Taxing Capital Gains Yearly
There's a great video where Larry Summers, Gregory Mankiw and Emmanuel Saez discuss.
Would a “Wealth Tax” Help Combat Inequality? A Debate with Saez, Summers, and Mankiw
At minute 1:21 theres is a question as to realizing capital gains on a yearly basis and if there is an economical reason for keeping it the way it is ie on realization vs every year. I'll paraphrase a bit
Ignoring administrative issues is there any economical reason we don't tax capital gains on a yearly basis rather than waiting?
I don't know if the person asking was trying to just ask a question that Larry and Emmanuel could agree on but at this point in the video it's evident that Larry Summers had had enough of Emmanual Saez.

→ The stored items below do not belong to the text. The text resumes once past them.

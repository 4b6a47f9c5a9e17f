/// Directory tally — a scan worker built on the DirGuard toolkit.
///
/// The walk itself is a plain `jwalk` traversal. What matters here is how
/// the workers that stat each file share state:
///
/// - a [`ResourceAllocator`] bounds how many `stat` calls are in flight
///   (one slot type, one process per worker thread);
/// - the running totals and the per-extension tally are each owned by a
///   [`RankedLock`]. Their data is only reachable while the owning lock is
///   held by the calling thread, and every update goes through one
///   [`LockSet`] so both change together;
/// - with `detailed` set, a [`CoherenceTracker`] instruments the scan root
///   (read by every worker) and each worker's own file counter, so a
///   counter touched by two workers would show up as a race in the report.
use anyhow::{ensure, Context};
use dirguard_core::{
    AccessorId, AllocatorSnapshot, CoherenceTracker, LockSet, RankedLock, ResourceAllocator,
    SyncConfig, VariableReport,
};
use parking_lot::{Mutex, MutexGuard};
use rayon::prelude::*;
use serde::Serialize;
use std::collections::BTreeMap;
use std::path::{Path, PathBuf};
use std::sync::atomic::{AtomicU64, Ordering};
use std::time::{Duration, Instant};
use tracing::{debug, info};

/// Ranks of the shared structures, lowest acquired first.
const RANK_TOTALS: i64 = 10;
const RANK_TYPE_TALLY: i64 = 20;

/// Pause between denied slot requests.
const SLOT_BACKOFF: Duration = Duration::from_micros(200);

const SCAN_ROOT: &str = "scan_root";

/// Result of one tally run.
#[derive(Debug, Serialize)]
pub struct TallySummary {
    pub root: String,
    pub files: u64,
    pub dirs: u64,
    pub total_bytes: u64,
    pub errors: u64,
    /// File count per lowercase extension (`""` for none).
    pub by_extension: BTreeMap<String, u64>,
    /// Files recorded by each worker, indexed by worker.
    pub per_worker: Vec<u64>,
    pub elapsed_ms: u128,
    pub allocator: AllocatorSnapshot,
    /// Empty unless the run was `detailed`.
    pub coherence: Vec<VariableReport>,
}

#[derive(Debug, Default, Clone, Copy)]
struct Totals {
    files: u64,
    bytes: u64,
}

/// Data owned by a [`RankedLock`].
///
/// The inner mutex never waits: it is taken with `try_lock` only after the
/// owning ranked lock has been confirmed held by this thread, so the ranked
/// lock is what provides exclusion.
struct Owned<T> {
    owner: RankedLock,
    data: Mutex<T>,
}

impl<T> Owned<T> {
    fn new(owner: RankedLock, data: T) -> Self {
        Self {
            owner,
            data: Mutex::new(data),
        }
    }

    fn get(&self) -> anyhow::Result<MutexGuard<'_, T>> {
        ensure!(
            self.owner.is_held_by_current_thread(),
            "'{}' accessed without holding its lock",
            self.owner.name()
        );
        self.data
            .try_lock()
            .with_context(|| format!("'{}' data already borrowed", self.owner.name()))
    }
}

/// State shared by all stat workers.
struct Shared {
    totals: Owned<Totals>,
    by_extension: Owned<BTreeMap<String, u64>>,
    errors: AtomicU64,
    worker_files: Vec<AtomicU64>,
    slots: ResourceAllocator,
    tracker: Option<CoherenceTracker>,
}

impl Shared {
    fn new(config: &SyncConfig) -> anyhow::Result<Self> {
        let timeout = config.lock_timeout()?;
        let workers = config.worker_threads;
        // Half the workers may stat at once; each holds at most one slot.
        let slots = (workers as u32).div_ceil(2);

        let tracker = config.detailed.then(|| {
            let tracker = CoherenceTracker::new();
            tracker.register(SCAN_ROOT);
            for pid in 0..workers {
                tracker.register(&worker_counter(pid));
            }
            tracker
        });

        Ok(Self {
            totals: Owned::new(
                RankedLock::new("totals", RANK_TOTALS, timeout)?,
                Totals::default(),
            ),
            by_extension: Owned::new(
                RankedLock::new("type_tally", RANK_TYPE_TALLY, timeout)?,
                BTreeMap::new(),
            ),
            errors: AtomicU64::new(0),
            worker_files: (0..workers).map(|_| AtomicU64::new(0)).collect(),
            slots: ResourceAllocator::new(vec![slots], vec![vec![1]; workers])?,
            tracker,
        })
    }

    /// Wait for a stat slot. The allocator never blocks, so back off here.
    fn take_slot(&self, pid: usize) {
        while !self.slots.request(pid, &[1]) {
            std::thread::sleep(SLOT_BACKOFF);
        }
    }

    fn record_file(&self, pid: usize, path: &Path, size: u64) -> anyhow::Result<()> {
        let ext = path
            .extension()
            .map(|e| e.to_string_lossy().to_lowercase())
            .unwrap_or_default();

        {
            let set = LockSet::new(&[&self.by_extension.owner, &self.totals.owner]);
            let _guard = set.lock()?;
            let mut totals = self.totals.get()?;
            totals.files += 1;
            totals.bytes += size;
            *self.by_extension.get()?.entry(ext).or_insert(0) += 1;
        }

        let counter = &self.worker_files[pid];
        match &self.tracker {
            Some(tracker) => {
                let name = worker_counter(pid);
                let me = AccessorId::new(pid as u64);
                tracker.read(&name, me)?;
                let seen = counter.load(Ordering::Relaxed);
                tracker.write(&name, me)?;
                counter.store(seen + 1, Ordering::Relaxed);
            }
            None => {
                counter.fetch_add(1, Ordering::Relaxed);
            }
        }
        Ok(())
    }

    fn summary_totals(&self) -> anyhow::Result<(Totals, BTreeMap<String, u64>)> {
        let set = LockSet::new(&[&self.totals.owner, &self.by_extension.owner]);
        let _guard = set.lock()?;
        let totals = *self.totals.get()?;
        let by_extension = self.by_extension.get()?.clone();
        Ok((totals, by_extension))
    }
}

fn worker_counter(pid: usize) -> String {
    format!("worker_{pid}_files")
}

/// Walk `root` and tally every regular file.
pub fn tally_directory(root: &Path, config: &SyncConfig) -> anyhow::Result<TallySummary> {
    config.validate()?;
    let start = Instant::now();
    let shared = Shared::new(config)?;

    // Phase 1: collect files.
    let mut files: Vec<PathBuf> = Vec::new();
    let mut dirs: u64 = 0;
    let walker = jwalk::WalkDir::new(root)
        .skip_hidden(false)
        .follow_links(false)
        .parallelism(jwalk::Parallelism::RayonNewPool(config.worker_threads));
    for entry in walker {
        match entry {
            Ok(entry) if entry.file_type().is_dir() => dirs += 1,
            Ok(entry) if entry.file_type().is_file() => files.push(entry.path()),
            Ok(_) => {}
            Err(err) => {
                debug!("walk error: {err}");
                shared.errors.fetch_add(1, Ordering::Relaxed);
            }
        }
    }
    info!("Found {} files in {} directories", files.len(), dirs);

    // Phase 2: stat under the toolkit's protection.
    let pool = rayon::ThreadPoolBuilder::new()
        .num_threads(config.worker_threads)
        .thread_name(|i| format!("dirguard-worker-{i}"))
        .build()
        .context("failed to build worker pool")?;

    pool.install(|| {
        files.par_iter().try_for_each(|path| -> anyhow::Result<()> {
            let pid = rayon::current_thread_index().unwrap_or(0);
            if let Some(tracker) = &shared.tracker {
                tracker.read(SCAN_ROOT, AccessorId::new(pid as u64))?;
            }

            shared.take_slot(pid);
            let meta = std::fs::symlink_metadata(path);
            shared.slots.release(pid, &[1]);

            match meta {
                Ok(meta) => shared.record_file(pid, path, meta.len()),
                Err(err) => {
                    debug!("stat failed for {}: {err}", path.display());
                    shared.errors.fetch_add(1, Ordering::Relaxed);
                    Ok(())
                }
            }
        })
    })?;

    let (totals, by_extension) = shared.summary_totals()?;
    let summary = TallySummary {
        root: root.display().to_string(),
        files: totals.files,
        dirs,
        total_bytes: totals.bytes,
        errors: shared.errors.load(Ordering::Relaxed),
        by_extension,
        per_worker: shared
            .worker_files
            .iter()
            .map(|c| c.load(Ordering::Relaxed))
            .collect(),
        elapsed_ms: start.elapsed().as_millis(),
        allocator: shared.slots.snapshot(),
        coherence: shared
            .tracker
            .as_ref()
            .map(CoherenceTracker::report)
            .unwrap_or_default(),
    };
    info!(
        "Tally complete: {} files, {} bytes in {} ms",
        summary.files, summary.total_bytes, summary.elapsed_ms
    );
    Ok(summary)
}

#[cfg(test)]
mod tests {
    use super::*;
    use dirguard_core::CoherenceState;
    use std::fs;
    use std::io::Write;
    use tempfile::TempDir;

    /// ```text
    /// root/
    ///   alpha/
    ///     a.txt   (100 bytes)
    ///     b.rs    (200 bytes)
    ///   beta/
    ///     c.PNG   (300 bytes)
    ///   d.zip     (400 bytes)
    /// ```
    fn build_test_tree(root: &Path) {
        let alpha = root.join("alpha");
        let beta = root.join("beta");
        fs::create_dir_all(&alpha).unwrap();
        fs::create_dir_all(&beta).unwrap();

        write_bytes(&alpha.join("a.txt"), 100);
        write_bytes(&alpha.join("b.rs"), 200);
        write_bytes(&beta.join("c.PNG"), 300);
        write_bytes(&root.join("d.zip"), 400);
    }

    fn write_bytes(path: &Path, n: usize) {
        let mut f = fs::File::create(path).unwrap();
        f.write_all(&vec![0u8; n]).unwrap();
    }

    fn detailed(workers: usize) -> SyncConfig {
        SyncConfig {
            detailed: true,
            ..SyncConfig::with_worker_threads(workers)
        }
    }

    #[test]
    fn test_tally_counts_files_and_bytes() {
        let tmp = TempDir::new().unwrap();
        build_test_tree(tmp.path());

        let config = SyncConfig::with_worker_threads(4);
        let summary = tally_directory(tmp.path(), &config).unwrap();

        assert_eq!(summary.files, 4);
        assert_eq!(summary.dirs, 3); // root, alpha, beta
        assert_eq!(summary.total_bytes, 1_000);
        assert_eq!(summary.errors, 0);
        assert_eq!(summary.by_extension.get("png"), Some(&1));
        assert_eq!(summary.by_extension.get("rs"), Some(&1));
        assert_eq!(summary.per_worker.len(), 4);
        assert_eq!(summary.per_worker.iter().sum::<u64>(), 4);
    }

    #[test]
    fn test_tally_returns_every_slot() {
        let tmp = TempDir::new().unwrap();
        build_test_tree(tmp.path());

        let summary = tally_directory(tmp.path(), &SyncConfig::with_worker_threads(3)).unwrap();
        assert_eq!(summary.allocator.available, summary.allocator.total);
        assert_eq!(summary.allocator.total, vec![2]);
    }

    #[test]
    fn test_single_slot_many_files_completes() {
        let tmp = TempDir::new().unwrap();
        for i in 0..200 {
            write_bytes(&tmp.path().join(format!("f{i}.dat")), 10);
        }

        // Two workers share one slot, so most requests are denied at first.
        let summary = tally_directory(tmp.path(), &SyncConfig::with_worker_threads(2)).unwrap();
        assert_eq!(summary.allocator.total, vec![1]);
        assert_eq!(summary.files, 200);
        assert_eq!(summary.total_bytes, 2_000);
        assert_eq!(summary.allocator.available, vec![1]);
    }

    #[test]
    fn test_coherence_only_when_detailed() {
        let tmp = TempDir::new().unwrap();
        build_test_tree(tmp.path());

        let plain = tally_directory(tmp.path(), &SyncConfig::with_worker_threads(2)).unwrap();
        assert!(plain.coherence.is_empty());

        let verbose = tally_directory(tmp.path(), &detailed(2)).unwrap();
        assert_eq!(verbose.coherence.len(), 3); // scan_root + one counter per worker
    }

    #[test]
    fn test_detailed_tally_tracks_worker_counters() {
        let tmp = TempDir::new().unwrap();
        build_test_tree(tmp.path());

        let summary = tally_directory(tmp.path(), &detailed(3)).unwrap();
        assert!(summary.coherence.iter().all(|v| v.races == 0));
        assert!(summary.coherence.iter().any(|v| v.name == SCAN_ROOT));

        for (pid, &count) in summary.per_worker.iter().enumerate() {
            let name = worker_counter(pid);
            let report = summary
                .coherence
                .iter()
                .find(|v| v.name == name)
                .unwrap();
            if count == 0 {
                assert_eq!(report.state, CoherenceState::Virgin);
            } else {
                assert_eq!(report.state, CoherenceState::Exclusive);
                assert_eq!(report.owners, vec![AccessorId::new(pid as u64)]);
            }
        }
    }

    #[test]
    fn test_owned_data_requires_its_lock() {
        let shared = Shared::new(&SyncConfig::with_worker_threads(1)).unwrap();
        assert!(shared.totals.get().is_err());

        let _guard = shared.totals.owner.lock().unwrap();
        shared.totals.get().unwrap().files += 1;
        assert!(shared.by_extension.get().is_err());
        assert_eq!(shared.totals.get().unwrap().files, 1);
    }

    #[test]
    fn test_nested_borrow_is_an_error_not_a_deadlock() {
        let shared = Shared::new(&SyncConfig::with_worker_threads(1)).unwrap();
        let _guard = shared.totals.owner.lock().unwrap();
        let _first = shared.totals.get().unwrap();
        assert!(shared.totals.get().is_err());
    }

    #[test]
    fn test_tally_rejects_invalid_config() {
        let tmp = TempDir::new().unwrap();
        let config = SyncConfig::with_lock_timeout_secs(0.0);
        assert!(tally_directory(tmp.path(), &config).is_err());
    }
}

The answer to the question in the video is good from Larry that cuts to the heart of the matter because capital is not easily divisible.
Here's another great explanation from a very famous economist. Answer from John Clark Bates
https://www.econlib.org/library/enc/bios/clark.html
Again, capital is perfectly mobile; but capital goods are far from being so. It is possible to take a million dollars out of one industry and put them into another. Under favorable conditions, it is possible to do this without waste. It is, however, quite impossible to take bodily out of one industry the tools that belong to it and to put them into another. The capital that was once invested in the whale fishery of New England is now, to some extent, employed in cotton manufacturing; but the ships have not been used as cotton mills. As the vessels were worn out, the part of their earnings that might have been used to build more vessels was actually used to build mills. The nautical form of the capital perished; but the capital survived and, as it were, migrated from the one set of material bodies to the other. There is, indeed, no limit to the ultimate power of capital, by changing its forms of embodiment, thus to change its place in the group-system of industry. (_Distribution of Wealth_, p. 118) https://www.econlib.org/library/enc/bios/clark.html
Capital is rarely in liquid form. The vast majority of capital is tied up in non liquid assets like land, factories, plant etc. A good example is your house.